INFORMATION GIVEN below:

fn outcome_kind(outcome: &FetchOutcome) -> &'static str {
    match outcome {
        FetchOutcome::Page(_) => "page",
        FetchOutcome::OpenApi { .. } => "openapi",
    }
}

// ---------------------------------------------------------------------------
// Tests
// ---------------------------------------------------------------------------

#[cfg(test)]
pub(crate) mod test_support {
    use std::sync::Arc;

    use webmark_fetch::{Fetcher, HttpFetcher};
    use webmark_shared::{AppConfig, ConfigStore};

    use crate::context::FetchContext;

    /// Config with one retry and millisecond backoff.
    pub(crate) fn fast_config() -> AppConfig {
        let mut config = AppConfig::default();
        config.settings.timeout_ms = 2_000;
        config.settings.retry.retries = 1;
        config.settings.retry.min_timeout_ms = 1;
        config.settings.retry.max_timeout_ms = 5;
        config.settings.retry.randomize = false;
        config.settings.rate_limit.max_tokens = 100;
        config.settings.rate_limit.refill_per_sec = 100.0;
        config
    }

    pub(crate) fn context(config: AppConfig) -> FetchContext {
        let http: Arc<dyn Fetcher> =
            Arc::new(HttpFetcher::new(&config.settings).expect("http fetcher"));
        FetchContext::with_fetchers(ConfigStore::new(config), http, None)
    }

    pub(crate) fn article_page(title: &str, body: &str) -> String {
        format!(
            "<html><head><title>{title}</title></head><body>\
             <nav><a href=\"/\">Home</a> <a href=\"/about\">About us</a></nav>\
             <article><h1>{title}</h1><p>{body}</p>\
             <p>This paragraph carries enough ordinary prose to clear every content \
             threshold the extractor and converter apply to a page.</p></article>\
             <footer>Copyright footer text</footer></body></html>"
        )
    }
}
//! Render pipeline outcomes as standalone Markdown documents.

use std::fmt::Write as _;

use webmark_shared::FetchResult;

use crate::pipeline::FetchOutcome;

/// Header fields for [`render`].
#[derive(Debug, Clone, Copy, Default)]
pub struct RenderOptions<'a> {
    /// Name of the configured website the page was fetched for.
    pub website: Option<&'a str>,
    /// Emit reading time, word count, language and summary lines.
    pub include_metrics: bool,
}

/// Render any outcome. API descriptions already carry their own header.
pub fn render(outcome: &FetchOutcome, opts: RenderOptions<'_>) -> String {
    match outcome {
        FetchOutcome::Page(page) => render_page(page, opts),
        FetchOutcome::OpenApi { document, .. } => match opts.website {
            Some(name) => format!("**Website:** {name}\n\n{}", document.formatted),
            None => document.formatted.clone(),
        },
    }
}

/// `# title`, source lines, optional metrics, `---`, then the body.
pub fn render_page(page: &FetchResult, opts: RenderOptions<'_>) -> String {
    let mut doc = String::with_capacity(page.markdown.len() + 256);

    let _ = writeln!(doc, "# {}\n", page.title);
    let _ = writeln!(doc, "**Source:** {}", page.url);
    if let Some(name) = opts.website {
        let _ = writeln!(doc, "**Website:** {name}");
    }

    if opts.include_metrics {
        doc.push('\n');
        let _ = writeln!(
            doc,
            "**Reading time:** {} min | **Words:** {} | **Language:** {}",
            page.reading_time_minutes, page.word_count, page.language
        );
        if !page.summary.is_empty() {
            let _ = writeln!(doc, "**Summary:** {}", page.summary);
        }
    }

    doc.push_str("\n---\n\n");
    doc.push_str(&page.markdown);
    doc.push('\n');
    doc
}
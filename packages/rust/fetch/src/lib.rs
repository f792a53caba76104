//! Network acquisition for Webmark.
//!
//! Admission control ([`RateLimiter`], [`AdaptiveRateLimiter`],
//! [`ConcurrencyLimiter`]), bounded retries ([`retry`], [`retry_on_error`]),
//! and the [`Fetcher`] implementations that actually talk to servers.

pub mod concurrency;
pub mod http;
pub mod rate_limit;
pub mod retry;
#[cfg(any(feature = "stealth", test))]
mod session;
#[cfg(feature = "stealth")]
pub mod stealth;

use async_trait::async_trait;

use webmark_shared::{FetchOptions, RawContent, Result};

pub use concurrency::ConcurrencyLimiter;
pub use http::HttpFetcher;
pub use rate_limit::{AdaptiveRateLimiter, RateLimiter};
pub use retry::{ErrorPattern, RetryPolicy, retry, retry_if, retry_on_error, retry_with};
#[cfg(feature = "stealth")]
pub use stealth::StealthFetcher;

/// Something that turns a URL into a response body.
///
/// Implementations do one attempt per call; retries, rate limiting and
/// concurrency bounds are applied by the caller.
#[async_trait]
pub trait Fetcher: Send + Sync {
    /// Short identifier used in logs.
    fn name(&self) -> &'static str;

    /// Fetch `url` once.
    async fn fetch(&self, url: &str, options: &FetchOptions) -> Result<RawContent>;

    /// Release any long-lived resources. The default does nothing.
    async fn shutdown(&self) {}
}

End of INFORMATION GIVEN.
INFORMATION GIVEN below:

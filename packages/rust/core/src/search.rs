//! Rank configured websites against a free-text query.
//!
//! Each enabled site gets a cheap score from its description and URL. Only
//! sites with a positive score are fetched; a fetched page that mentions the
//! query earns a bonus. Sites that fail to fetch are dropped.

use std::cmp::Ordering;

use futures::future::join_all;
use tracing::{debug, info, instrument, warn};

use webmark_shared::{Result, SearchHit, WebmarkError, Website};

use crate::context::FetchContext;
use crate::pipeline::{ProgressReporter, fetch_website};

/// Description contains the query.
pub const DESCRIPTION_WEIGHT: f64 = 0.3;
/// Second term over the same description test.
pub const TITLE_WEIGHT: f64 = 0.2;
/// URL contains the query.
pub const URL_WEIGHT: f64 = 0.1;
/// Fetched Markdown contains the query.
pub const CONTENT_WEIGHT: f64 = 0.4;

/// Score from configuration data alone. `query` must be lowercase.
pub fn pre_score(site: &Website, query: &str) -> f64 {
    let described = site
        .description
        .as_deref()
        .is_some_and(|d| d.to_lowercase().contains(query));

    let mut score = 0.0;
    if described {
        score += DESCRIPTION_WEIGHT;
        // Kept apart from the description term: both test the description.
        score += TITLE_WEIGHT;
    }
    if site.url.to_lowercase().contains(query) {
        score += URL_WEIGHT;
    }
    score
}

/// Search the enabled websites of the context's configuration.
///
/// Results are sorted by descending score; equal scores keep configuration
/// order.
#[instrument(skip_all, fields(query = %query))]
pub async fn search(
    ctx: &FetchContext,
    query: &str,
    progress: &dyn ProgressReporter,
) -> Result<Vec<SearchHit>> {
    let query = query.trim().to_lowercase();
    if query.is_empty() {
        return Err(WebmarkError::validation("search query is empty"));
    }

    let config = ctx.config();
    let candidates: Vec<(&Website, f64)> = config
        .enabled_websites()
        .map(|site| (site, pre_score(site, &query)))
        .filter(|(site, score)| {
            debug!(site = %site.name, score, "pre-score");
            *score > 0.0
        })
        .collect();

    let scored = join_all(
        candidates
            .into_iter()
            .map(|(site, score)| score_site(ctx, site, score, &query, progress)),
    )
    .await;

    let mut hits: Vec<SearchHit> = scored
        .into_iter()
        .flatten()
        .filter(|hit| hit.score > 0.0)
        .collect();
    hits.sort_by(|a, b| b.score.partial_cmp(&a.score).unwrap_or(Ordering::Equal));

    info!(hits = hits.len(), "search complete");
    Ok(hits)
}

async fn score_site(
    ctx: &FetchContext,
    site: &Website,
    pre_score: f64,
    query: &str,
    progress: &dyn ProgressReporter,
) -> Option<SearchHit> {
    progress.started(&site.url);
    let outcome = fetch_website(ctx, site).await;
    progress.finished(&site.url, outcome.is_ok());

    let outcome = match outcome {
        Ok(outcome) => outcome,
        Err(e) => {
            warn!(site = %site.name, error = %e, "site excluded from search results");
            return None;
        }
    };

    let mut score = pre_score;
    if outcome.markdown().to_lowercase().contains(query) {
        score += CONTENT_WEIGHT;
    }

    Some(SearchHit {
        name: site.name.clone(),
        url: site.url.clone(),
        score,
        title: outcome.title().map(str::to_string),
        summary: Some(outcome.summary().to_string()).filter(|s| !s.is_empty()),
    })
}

End of INFORMATION GIVEN.

### INSTRUCTIONS FOR THE TASK
Reproduce the lines above, beginning at the line with "config.settings.retry.max_timeout_ms = 5;" and stopping after the line with "#[derive(Debug, Clone, Copy, Default)]", exactly as they are.

### SOLUTION
        config.settings.retry.max_timeout_ms = 5;
        config.settings.retry.randomize = false;
        config.settings.rate_limit.max_tokens = 100;
        config.settings.rate_limit.refill_per_sec = 100.0;
        config
    }

    pub(crate) fn context(config: AppConfig) -> FetchContext {
        let http: Arc<dyn Fetcher> =
            Arc::new(HttpFetcher::new(&config.settings).expect("http fetcher"));
        FetchContext::with_fetchers(ConfigStore::new(config), http, None)
    }

    pub(crate) fn article_page(title: &str, body: &str) -> String {
        format!(
            "<html><head><title>{title}</title></head><body>\
             <nav><a href=\"/\">Home</a> <a href=\"/about\">About us</a></nav>\
             <article><h1>{title}</h1><p>{body}</p>\
             <p>This paragraph carries enough ordinary prose to clear every content \
             threshold the extractor and converter apply to a page.</p></article>\
             <footer>Copyright footer text</footer></body></html>"
        )
    }
}
//! Render pipeline outcomes as standalone Markdown documents.

use std::fmt::Write as _;

use webmark_shared::FetchResult;

use crate::pipeline::FetchOutcome;

/// Header fields for [`render`].
#[derive(Debug, Clone, Copy, Default)]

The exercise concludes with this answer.